An automated ideogram drawing software package Stefan Böhringer*, René Gödde, Daniel Böhringer, Thorsten Schulte, Jörg T Epplen Molecular Human Genetics, Ruhr-Universität Bochum, Germany *corresponding author:
[email protected] Phone: +49 234 32 28101, Fax: +49 234 31 14196 Molecular Human Genetics, Universitätsstr. 150, 44780 Bochum, Germany Keywords: ideogram, automation, genome, annotation, open source
Abstract A software package to conveniently visualize ideograms is presented. The preconfiguration is specialized on results from human genome screens.
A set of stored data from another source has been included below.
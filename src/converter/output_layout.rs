use crate::error::{Office2MdError, Result};
use crate::scanner::DiscoveredFile;
use chrono::{DateTime, FixedOffset, Offset, Utc};
use std::ffi::OsString;
use std::fs;
use std::path::{Component, Path, PathBuf};
use tracing::info;

pub const DATA_DIR_NAME: &str = "data";
pub const RUN_DIR_PREFIX: &str = "converted_";

/// Run labels are computed in Japan Standard Time (UTC+09:00).
const RUN_UTC_OFFSET_SECS: i32 = 9 * 3600;

pub fn run_timezone() -> FixedOffset {
    FixedOffset::east_opt(RUN_UTC_OFFSET_SECS).unwrap_or_else(|| Utc.fix())
}

/// Minute-granularity label, e.g. `converted_202410171530`.
pub fn run_label(now: DateTime<Utc>) -> String {
    format!(
        "{}{}",
        RUN_DIR_PREFIX,
        now.with_timezone(&run_timezone()).format("%Y%m%d%H%M")
    )
}

/// One timestamped output root per batch invocation.
#[derive(Debug, Clone)]
pub struct OutputRun {
    root: PathBuf,
    label: String,
}

impl OutputRun {
    pub fn create<P: AsRef<Path>>(base_dir: P) -> Result<Self> {
        Self::create_at(base_dir, Utc::now())
    }

    /// Creates `base_dir/data/converted_<label>`, reusing directories that already exist.
    pub fn create_at<P: AsRef<Path>>(base_dir: P, now: DateTime<Utc>) -> Result<Self> {
        let data_dir = base_dir.as_ref().join(DATA_DIR_NAME);
        if !data_dir.exists() {
            fs::create_dir_all(&data_dir).map_err(|e| Office2MdError::filesystem(&data_dir, e))?;
            info!("Created data directory: {}", data_dir.display());
        }

        let label = run_label(now);
        let root = data_dir.join(&label);
        if !root.exists() {
            fs::create_dir_all(&root).map_err(|e| Office2MdError::filesystem(&root, e))?;
            info!("Created output directory: {}", root.display());
        }

        let root = fs::canonicalize(&root).map_err(|e| Office2MdError::filesystem(&root, e))?;

        Ok(Self { root, label })
    }

    /// Where a run started at `now` would live, without touching the filesystem.
    pub fn planned<P: AsRef<Path>>(base_dir: P, now: DateTime<Utc>) -> Self {
        let label = run_label(now);
        Self {
            root: base_dir.as_ref().join(DATA_DIR_NAME).join(&label),
            label,
        }
    }

    pub fn root(&self) -> &Path {
        &self.root
    }

    pub fn label(&self) -> &str {
        &self.label
    }
}

/// Final location of one file's Markdown output.
#[derive(Debug, Clone, PartialEq, Eq)]
pub struct TargetLocation {
    pub directory: PathBuf,
    pub markdown_path: PathBuf,
}

/// Maps a discovered file to its output directory and Markdown path.
///
/// With `preserve_structure` the file's directory relative to the input
/// root is recreated under the run root at full depth; otherwise every
/// output lands directly in the run root.
pub fn resolve_target_path(
    file: &DiscoveredFile,
    output_run_dir: &Path,
    preserve_structure: bool,
) -> Result<TargetLocation> {
    let directory = if preserve_structure {
        let relative_dir = file.relative_dir();
        if relative_dir
            .components()
            .any(|c| !matches!(c, Component::Normal(_)))
        {
            return Err(Office2MdError::Config {
                message: format!(
                    "Cannot mirror {} below the output directory",
                    file.relative_path.display()
                ),
            });
        }
        output_run_dir.join(relative_dir)
    } else {
        output_run_dir.to_path_buf()
    };

    let markdown_name = markdown_file_name(&file.source_path).ok_or_else(|| {
        Office2MdError::UnsupportedType {
            path: file.source_path.display().to_string(),
        }
    })?;

    Ok(TargetLocation {
        markdown_path: directory.join(markdown_name),
        directory,
    })
}

/// Source file name with its last extension replaced by `.md`.
pub fn markdown_file_name(source: &Path) -> Option<OsString> {
    let mut name = source.file_stem()?.to_os_string();
    name.push(".md");
    Some(name)
}
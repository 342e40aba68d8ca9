pub mod document_scanner;
pub mod file_type;

pub use document_scanner::{DiscoveredFile, DocumentScanner, ScanStatistics};
pub use file_type::{is_convertible, FileType};
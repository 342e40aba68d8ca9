use crate::ui::ProgressLogWriter;
use tracing_subscriber::prelude::*;
use tracing_subscriber::{fmt, EnvFilter};

/// Default directive for a given `-v` count and `--quiet` flag.
pub fn default_directive(verbose: u8, quiet: bool) -> &'static str {
    if quiet {
        return "office2md=warn";
    }

    match verbose {
        0 => "office2md=info",
        1 => "office2md=debug",
        _ => "office2md=trace",
    }
}

/// Installs the global subscriber. `RUST_LOG` overrides the verbosity flags.
///
/// Log lines go to stderr through `writer`, so active progress bars are
/// cleared while a line is printed.
pub fn init(verbose: u8, quiet: bool, use_ansi: bool, writer: ProgressLogWriter) {
    let filter_layer = EnvFilter::try_from_default_env()
        .unwrap_or_else(|_| EnvFilter::new(default_directive(verbose, quiet)));

    let result = tracing_subscriber::registry()
        .with(filter_layer)
        .with(
            fmt::layer()
                .with_writer(writer)
                .with_target(false)
                .with_ansi(use_ansi),
        )
        .try_init();

    // Already installed when the library is embedded; keep that subscriber
    if let Err(e) = result {
        tracing::debug!("Tracing subscriber not installed: {}", e);
    }
}
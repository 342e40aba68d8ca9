use crate::converter::orchestrator::{ConversionResult, Converter};
use crate::converter::output_layout::{resolve_target_path, OutputRun};
use crate::converter::service::ConversionService;
use crate::error::{Office2MdError, Result};
use crate::scanner::{DiscoveredFile, DocumentScanner};
use crate::ui::progress::{finish_progress_with_summary, update_file_progress};
use crate::ui::{GracefulShutdown, ProgressManager};
use chrono::Utc;
use indicatif::ProgressBar;
use std::fs;
use std::path::{Path, PathBuf};
use std::time::{Duration, Instant};
use tracing::{debug, info, warn};

#[derive(Debug, Clone)]
pub struct FailedFile {
    pub path: PathBuf,
    pub reason: String,
}

/// Tally of one batch invocation.
#[derive(Debug, Clone)]
pub struct BatchReport {
    pub input_dir: PathBuf,
    pub output_dir: PathBuf,
    pub total_files: usize,
    pub converted: usize,
    pub skipped: usize,
    pub failures: Vec<FailedFile>,
    pub cancelled: bool,
    pub duration: Duration,
}

impl BatchReport {
    fn new(input_dir: &Path, output_dir: &Path) -> Self {
        Self {
            input_dir: input_dir.to_path_buf(),
            output_dir: output_dir.to_path_buf(),
            total_files: 0,
            converted: 0,
            skipped: 0,
            failures: Vec::new(),
            cancelled: false,
            duration: Duration::ZERO,
        }
    }

    fn record(&mut self, file: &DiscoveredFile, result: ConversionResult) {
        match result {
            ConversionResult::Converted { .. } => self.converted += 1,
            ConversionResult::SkippedAlreadyExists { .. } => self.skipped += 1,
            ConversionResult::Failed(error) => self.failures.push(FailedFile {
                path: file.source_path.clone(),
                reason: error.to_string(),
            }),
        }
    }

    /// Converted plus skipped.
    pub fn success_count(&self) -> usize {
        self.converted + self.skipped
    }

    pub fn failure_count(&self) -> usize {
        self.failures.len()
    }

    pub fn attempted(&self) -> usize {
        self.success_count() + self.failure_count()
    }

    pub fn summary_line(&self) -> String {
        format!(
            "Successfully converted {}/{} files.",
            self.success_count(),
            self.total_files
        )
    }
}

/// What a dry run reports for one discovered file.
#[derive(Debug, Clone)]
pub struct PlannedConversion {
    pub source: DiscoveredFile,
    pub markdown_path: PathBuf,
    pub already_exists: bool,
}

/// Drives one sequential pass over an input tree.
pub struct BatchRunner<S> {
    converter: Converter<S>,
    base_dir: PathBuf,
    scanner: DocumentScanner,
    shutdown: Option<GracefulShutdown>,
}

impl<S: ConversionService> BatchRunner<S> {
    pub fn new<P: Into<PathBuf>>(converter: Converter<S>, base_dir: P) -> Self {
        Self {
            converter,
            base_dir: base_dir.into(),
            scanner: DocumentScanner::new(),
            shutdown: None,
        }
    }

    /// Stop between files once `shutdown` is triggered.
    pub fn with_shutdown(mut self, shutdown: GracefulShutdown) -> Self {
        self.shutdown = Some(shutdown);
        self
    }

    pub fn converter(&self) -> &Converter<S> {
        &self.converter
    }

    pub async fn run<P: AsRef<Path>>(&self, input_dir: P) -> Result<BatchReport> {
        self.run_with_progress(input_dir, None).await
    }

    /// Converts every supported file under `input_dir` into a fresh output run.
    ///
    /// Individual failures are recorded in the report and never stop the batch.
    /// Only creating the input or output directories, or scanning, can fail.
    pub async fn run_with_progress<P: AsRef<Path>>(
        &self,
        input_dir: P,
        progress: Option<&ProgressManager>,
    ) -> Result<BatchReport> {
        let input_dir = input_dir.as_ref();

        if !input_dir.exists() {
            fs::create_dir_all(input_dir)
                .map_err(|e| Office2MdError::filesystem(input_dir, e))?;
            info!("Created input directory: {}", input_dir.display());
        }

        let run = OutputRun::create(&self.base_dir)?;
        self.run_in(input_dir, &run, progress).await
    }

    /// Converts every supported file under an existing `input_dir` into `run`.
    ///
    /// Markdown already present in `run` is skipped and counted as a success.
    pub async fn run_in(
        &self,
        input_dir: &Path,
        run: &OutputRun,
        progress: Option<&ProgressManager>,
    ) -> Result<BatchReport> {
        let start_time = Instant::now();
        let documents = self.scanner.scan_directory(input_dir)?;
        let mut report = BatchReport::new(input_dir, run.root());

        if documents.is_empty() {
            info!("No convertible files found in {}", input_dir.display());
            report.duration = start_time.elapsed();
            return Ok(report);
        }

        let total = documents.len();
        report.total_files = total;
        info!("Found {} files to process", total);
        debug!("{}", self.scanner.get_statistics(&documents).display_summary());

        let pb = progress
            .map(|manager| manager.create_file_progress(total as u64))
            .unwrap_or_else(ProgressBar::hidden);

        for (index, document) in documents.iter().enumerate() {
            if let Err(reason) = self.check_shutdown() {
                warn!(
                    "{}, {} of {} files were not attempted",
                    reason,
                    total - index,
                    total
                );
                report.cancelled = true;
                break;
            }

            info!(
                "Processing file {}/{}: {}",
                index + 1,
                total,
                document.source_path.display()
            );
            update_file_progress(&pb, &document.display_path());

            let result = self.converter.convert(document, run.root()).await;
            report.record(document, result);
            pb.inc(1);
        }

        report.duration = start_time.elapsed();

        if report.cancelled {
            pb.abandon_with_message("Interrupted");
        } else {
            finish_progress_with_summary(
                &pb,
                &format!("Processed {} files", report.attempted()),
                report.duration,
            );
        }

        info!("Conversion completed. {}", report.summary_line());

        Ok(report)
    }

    /// Lists what a run would do without creating directories or calling the service.
    pub fn plan<P: AsRef<Path>>(&self, input_dir: P) -> Result<(OutputRun, Vec<PlannedConversion>)> {
        let input_dir = input_dir.as_ref();
        let run = OutputRun::planned(&self.base_dir, Utc::now());

        if !input_dir.exists() {
            info!("Input directory does not exist yet: {}", input_dir.display());
            return Ok((run, Vec::new()));
        }

        let preserve_structure = self.converter.settings().preserve_structure;
        let mut planned = Vec::new();

        for document in self.scanner.scan_directory(input_dir)? {
            let target = resolve_target_path(&document, run.root(), preserve_structure)?;
            planned.push(PlannedConversion {
                already_exists: target.markdown_path.exists(),
                markdown_path: target.markdown_path,
                source: document,
            });
        }

        Ok((run, planned))
    }

    fn check_shutdown(&self) -> Result<()> {
        match self.shutdown {
            Some(ref shutdown) => shutdown.check_shutdown(),
            None => Ok(()),
        }
    }
}
use crate::error::{Office2MdError, Result};
use crate::scanner::file_type::FileType;
use std::path::{Component, Path, PathBuf};
use std::time::SystemTime;
use tracing::{debug, warn};
use walkdir::{DirEntry, WalkDir};

/// A regular file under the input tree whose extension the classifier accepts.
#[derive(Debug, Clone)]
pub struct DiscoveredFile {
    pub source_path: PathBuf,
    pub relative_path: PathBuf,
    pub filename: String,
    pub extension: String,
    pub size: u64,
    pub modified: SystemTime,
}

impl DiscoveredFile {
    pub fn new(
        source_path: PathBuf,
        relative_path: PathBuf,
        size: u64,
        modified: SystemTime,
    ) -> Self {
        let filename = source_path
            .file_name()
            .and_then(|n| n.to_str())
            .unwrap_or("")
            .to_string();

        let extension = source_path
            .extension()
            .and_then(|e| e.to_str())
            .unwrap_or("")
            .to_lowercase();

        Self {
            source_path,
            relative_path,
            filename,
            extension,
            size,
            modified,
        }
    }

    /// Builds an entry for a path that did not come out of a scan.
    ///
    /// The relative path is taken against `input_root` when the file lives
    /// beneath it, otherwise the bare file name is used. Missing files are
    /// accepted so the orchestrator can report them.
    pub fn from_path<P: AsRef<Path>, R: AsRef<Path>>(path: P, input_root: R) -> Self {
        let path = path.as_ref();
        let relative_path = match path.strip_prefix(input_root.as_ref()) {
            Ok(relative) if !relative.as_os_str().is_empty() => relative.to_path_buf(),
            _ => path
                .file_name()
                .map(PathBuf::from)
                .unwrap_or_else(|| path.to_path_buf()),
        };

        let (size, modified) = match std::fs::metadata(path) {
            Ok(metadata) => (
                metadata.len(),
                metadata.modified().unwrap_or(SystemTime::UNIX_EPOCH),
            ),
            Err(_) => (0, SystemTime::UNIX_EPOCH),
        };

        Self::new(path.to_path_buf(), relative_path, size, modified)
    }

    pub fn file_type(&self) -> Option<FileType> {
        FileType::from_path(&self.source_path)
    }

    /// Directory of the file relative to the input root, empty at the root.
    pub fn relative_dir(&self) -> &Path {
        self.relative_path.parent().unwrap_or_else(|| Path::new(""))
    }

    pub fn display_path(&self) -> String {
        self.relative_path.display().to_string()
    }
}

pub struct DocumentScanner {
    follow_links: bool,
}

impl DocumentScanner {
    pub fn new() -> Self {
        Self {
            follow_links: false,
        }
    }

    /// Recursively collects convertible files under `root`, sorted by relative path.
    ///
    /// Symbolic links and other non-regular entries are never returned.
    /// The root is not created here.
    pub fn scan_directory<P: AsRef<Path>>(&self, root: P) -> Result<Vec<DiscoveredFile>> {
        let root_path = root.as_ref();

        if !root_path.exists() {
            return Err(Office2MdError::NotFound {
                path: root_path.display().to_string(),
            });
        }

        if !root_path.is_dir() {
            return Err(Office2MdError::Config {
                message: format!("{} is not a directory", root_path.display()),
            });
        }

        debug!(
            "Scanning {} for .{}",
            root_path.display(),
            FileType::all_extensions().join(", .")
        );

        let mut documents = Vec::new();

        let walker = WalkDir::new(root_path)
            .follow_links(self.follow_links)
            .into_iter();

        for entry in walker {
            let entry = match entry {
                Ok(entry) => entry,
                Err(err) => {
                    // Unreadable subtrees are skipped, the rest of the scan continues
                    warn!("Skipping unreadable entry: {}", err);
                    continue;
                }
            };

            if let Some(document) = self.process_entry(&entry, root_path) {
                documents.push(document);
            }
        }

        documents.sort_by(|a, b| a.relative_path.cmp(&b.relative_path));
        debug!(
            "Scanned {}: {} convertible files",
            root_path.display(),
            documents.len()
        );

        Ok(documents)
    }

    fn process_entry(&self, entry: &DirEntry, root_path: &Path) -> Option<DiscoveredFile> {
        if !entry.file_type().is_file() {
            return None;
        }

        let path = entry.path();
        FileType::from_path(path)?;

        let metadata = match entry.metadata() {
            Ok(metadata) => metadata,
            Err(err) => {
                warn!("Cannot read metadata for {}: {}", path.display(), err);
                return None;
            }
        };

        let relative_path = calculate_relative_path(path, root_path)?;
        let modified = metadata.modified().unwrap_or(SystemTime::UNIX_EPOCH);

        Some(DiscoveredFile::new(
            path.to_path_buf(),
            relative_path,
            metadata.len(),
            modified,
        ))
    }

    pub fn get_statistics(&self, documents: &[DiscoveredFile]) -> ScanStatistics {
        let mut files_by_type = std::collections::BTreeMap::new();
        for doc in documents {
            if let Some(file_type) = doc.file_type() {
                *files_by_type.entry(file_type.label()).or_insert(0) += 1;
            }
        }

        ScanStatistics {
            total_files: documents.len(),
            total_size: documents.iter().map(|d| d.size).sum(),
            files_by_type,
        }
    }
}

impl Default for DocumentScanner {
    fn default() -> Self {
        Self::new()
    }
}

fn calculate_relative_path(file_path: &Path, root_path: &Path) -> Option<PathBuf> {
    let relative = file_path.strip_prefix(root_path).ok()?;

    if relative
        .components()
        .any(|c| matches!(c, Component::ParentDir))
    {
        return None;
    }

    Some(relative.to_path_buf())
}

#[derive(Debug, Default)]
pub struct ScanStatistics {
    pub total_files: usize,
    pub total_size: u64,
    pub files_by_type: std::collections::BTreeMap<&'static str, usize>,
}

impl ScanStatistics {
    pub fn display_summary(&self) -> String {
        let mut summary = format!(
            "Scan Results:\n  Total files: {}\n  Total size: {}\n",
            self.total_files,
            format_bytes(self.total_size)
        );

        for (label, count) in &self.files_by_type {
            summary.push_str(&format!("    {}: {} files\n", label, count));
        }

        summary
    }
}

pub(crate) fn format_bytes(bytes: u64) -> String {
    const UNITS: &[&str] = &["B", "KB", "MB", "GB"];
    let mut size = bytes as f64;
    let mut unit_index = 0;

    while size >= 1024.0 && unit_index < UNITS.len() - 1 {
        size /= 1024.0;
        unit_index += 1;
    }

    if unit_index == 0 {
        format!("{} {}", bytes, UNITS[unit_index])
    } else {
        format!("{:.1} {}", size, UNITS[unit_index])
    }
}

#[cfg(test)]
mod tests {
    use super::*;
    use std::collections::HashSet;
    use std::fs;
    use tempfile::TempDir;

    fn relative_set(documents: &[DiscoveredFile]) -> HashSet<PathBuf> {
        documents.iter().map(|d| d.relative_path.clone()).collect()
    }

    #[test]
    fn test_discovered_file_creation() {
        let doc = DiscoveredFile::new(
            PathBuf::from("/in/sub/Report.PDF"),
            PathBuf::from("sub/Report.PDF"),
            100,
            SystemTime::UNIX_EPOCH,
        );

        assert_eq!(doc.filename, "Report.PDF");
        assert_eq!(doc.extension, "pdf");
        assert_eq!(doc.relative_dir(), Path::new("sub"));
        assert_eq!(doc.file_type(), Some(FileType::Pdf));
    }

    #[test]
    fn test_from_path_outside_root() {
        let doc = DiscoveredFile::from_path("/elsewhere/deep/a.docx", "/in");
        assert_eq!(doc.relative_path, PathBuf::from("a.docx"));
        assert_eq!(doc.relative_dir(), Path::new(""));

        let doc = DiscoveredFile::from_path("/in/x/y/b.xlsx", "/in");
        assert_eq!(doc.relative_path, PathBuf::from("x/y/b.xlsx"));
    }

    #[test]
    fn test_scanner_returns_only_supported_files() {
        let temp_dir = TempDir::new().unwrap();
        let root = temp_dir.path();

        fs::create_dir_all(root.join("sub/deeper/deepest")).unwrap();
        fs::write(root.join("a.pdf"), "pdf").unwrap();
        fs::write(root.join("notes.txt"), "text").unwrap();
        fs::write(root.join("sub/b.docx"), "docx").unwrap();
        fs::write(root.join("sub/image.png"), "png").unwrap();
        fs::write(root.join("sub/deeper/c.XLSX"), "xlsx").unwrap();
        fs::write(root.join("sub/deeper/deepest/d.doc"), "doc").unwrap();
        fs::write(root.join("sub/deeper/deepest/e.xls"), "xls").unwrap();
        fs::write(root.join("sub/deeper/deepest/script.py"), "py").unwrap();

        let documents = DocumentScanner::new().scan_directory(root).unwrap();

        let expected: HashSet<PathBuf> = [
            "a.pdf",
            "sub/b.docx",
            "sub/deeper/c.XLSX",
            "sub/deeper/deepest/d.doc",
            "sub/deeper/deepest/e.xls",
        ]
        .iter()
        .map(PathBuf::from)
        .collect();

        assert_eq!(documents.len(), 5);
        assert_eq!(relative_set(&documents), expected);
        assert!(documents.iter().all(|d| d.source_path.starts_with(root)));
    }

    #[test]
    fn test_directories_named_like_documents_are_ignored() {
        let temp_dir = TempDir::new().unwrap();
        let root = temp_dir.path();

        fs::create_dir_all(root.join("folder.pdf")).unwrap();
        fs::write(root.join("folder.pdf/inner.pdf"), "pdf").unwrap();

        let documents = DocumentScanner::new().scan_directory(root).unwrap();
        assert_eq!(documents.len(), 1);
        assert_eq!(documents[0].relative_path, PathBuf::from("folder.pdf/inner.pdf"));
    }

    #[cfg(unix)]
    #[test]
    fn test_symlinks_are_excluded() {
        let temp_dir = TempDir::new().unwrap();
        let root = temp_dir.path();
        let outside = TempDir::new().unwrap();

        fs::write(outside.path().join("real.pdf"), "pdf").unwrap();
        std::os::unix::fs::symlink(outside.path().join("real.pdf"), root.join("link.pdf"))
            .unwrap();
        std::os::unix::fs::symlink(outside.path(), root.join("linked_dir")).unwrap();

        let documents = DocumentScanner::new().scan_directory(root).unwrap();
        assert!(documents.is_empty());
    }

    #[test]
    fn test_empty_directory() {
        let temp_dir = TempDir::new().unwrap();
        let documents = DocumentScanner::new().scan_directory(temp_dir.path()).unwrap();
        assert!(documents.is_empty());
    }

    #[test]
    fn test_missing_root_is_not_created() {
        let temp_dir = TempDir::new().unwrap();
        let missing = temp_dir.path().join("missing");

        let result = DocumentScanner::new().scan_directory(&missing);
        assert!(matches!(result, Err(Office2MdError::NotFound { .. })));
        assert!(!missing.exists());
    }

    #[test]
    fn test_scan_statistics() {
        let documents = vec![
            DiscoveredFile::new(
                PathBuf::from("a.pdf"),
                PathBuf::from("a.pdf"),
                100,
                SystemTime::UNIX_EPOCH,
            ),
            DiscoveredFile::new(
                PathBuf::from("b.pdf"),
                PathBuf::from("b.pdf"),
                200,
                SystemTime::UNIX_EPOCH,
            ),
            DiscoveredFile::new(
                PathBuf::from("c.docx"),
                PathBuf::from("c.docx"),
                300,
                SystemTime::UNIX_EPOCH,
            ),
        ];

        let stats = DocumentScanner::new().get_statistics(&documents);
        assert_eq!(stats.total_files, 3);
        assert_eq!(stats.total_size, 600);
        assert_eq!(stats.files_by_type.get("PDF"), Some(&2));
        assert_eq!(stats.files_by_type.get("WORD"), Some(&1));
        assert!(stats.display_summary().contains("Total files: 3"));
    }

    #[test]
    fn test_format_bytes() {
        assert_eq!(format_bytes(500), "500 B");
        assert_eq!(format_bytes(1024), "1.0 KB");
        assert_eq!(format_bytes(1048576), "1.0 MB");
    }
}
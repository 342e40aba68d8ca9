pub mod progress;
pub mod output;
pub mod signals;

pub use progress::{ProgressLogWriter, ProgressManager};
pub use output::{OutputFormatter, OutputMode};
pub use signals::{GracefulShutdown, INTERRUPTED_EXIT_CODE};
The software draws a chromosomal ideogram and can highlight marker positions arbitrarily. Labels can be attached at liberty and will be positioned automatically to avoid overlap. To automatize complex visualization tasks a tool to extract marker positions by name from the location database (ldb) is provided. The software is highly configurable and can draw arbitrary caryograms, banding patterns and chromosome groupings. Annotations may be customized by using program options or implementing new annotation subclasses. Output is in Postscript format which may be converted to arbitrary graphic file formats or may be directly used for high quality printing.
Introduction Modern genetic analysis of complex disorders in man continue to expand marker density in the genome (c.f. e.g. GAMES). Visualisation of strength of association of thousands of markers is a challenging yet indispensable task in these projects. Data should be outlined comprehensively but representation should highlight important results clearly. We have developed a software package to fulfil these demands, which, at the same time, is kept as user friendly as possible.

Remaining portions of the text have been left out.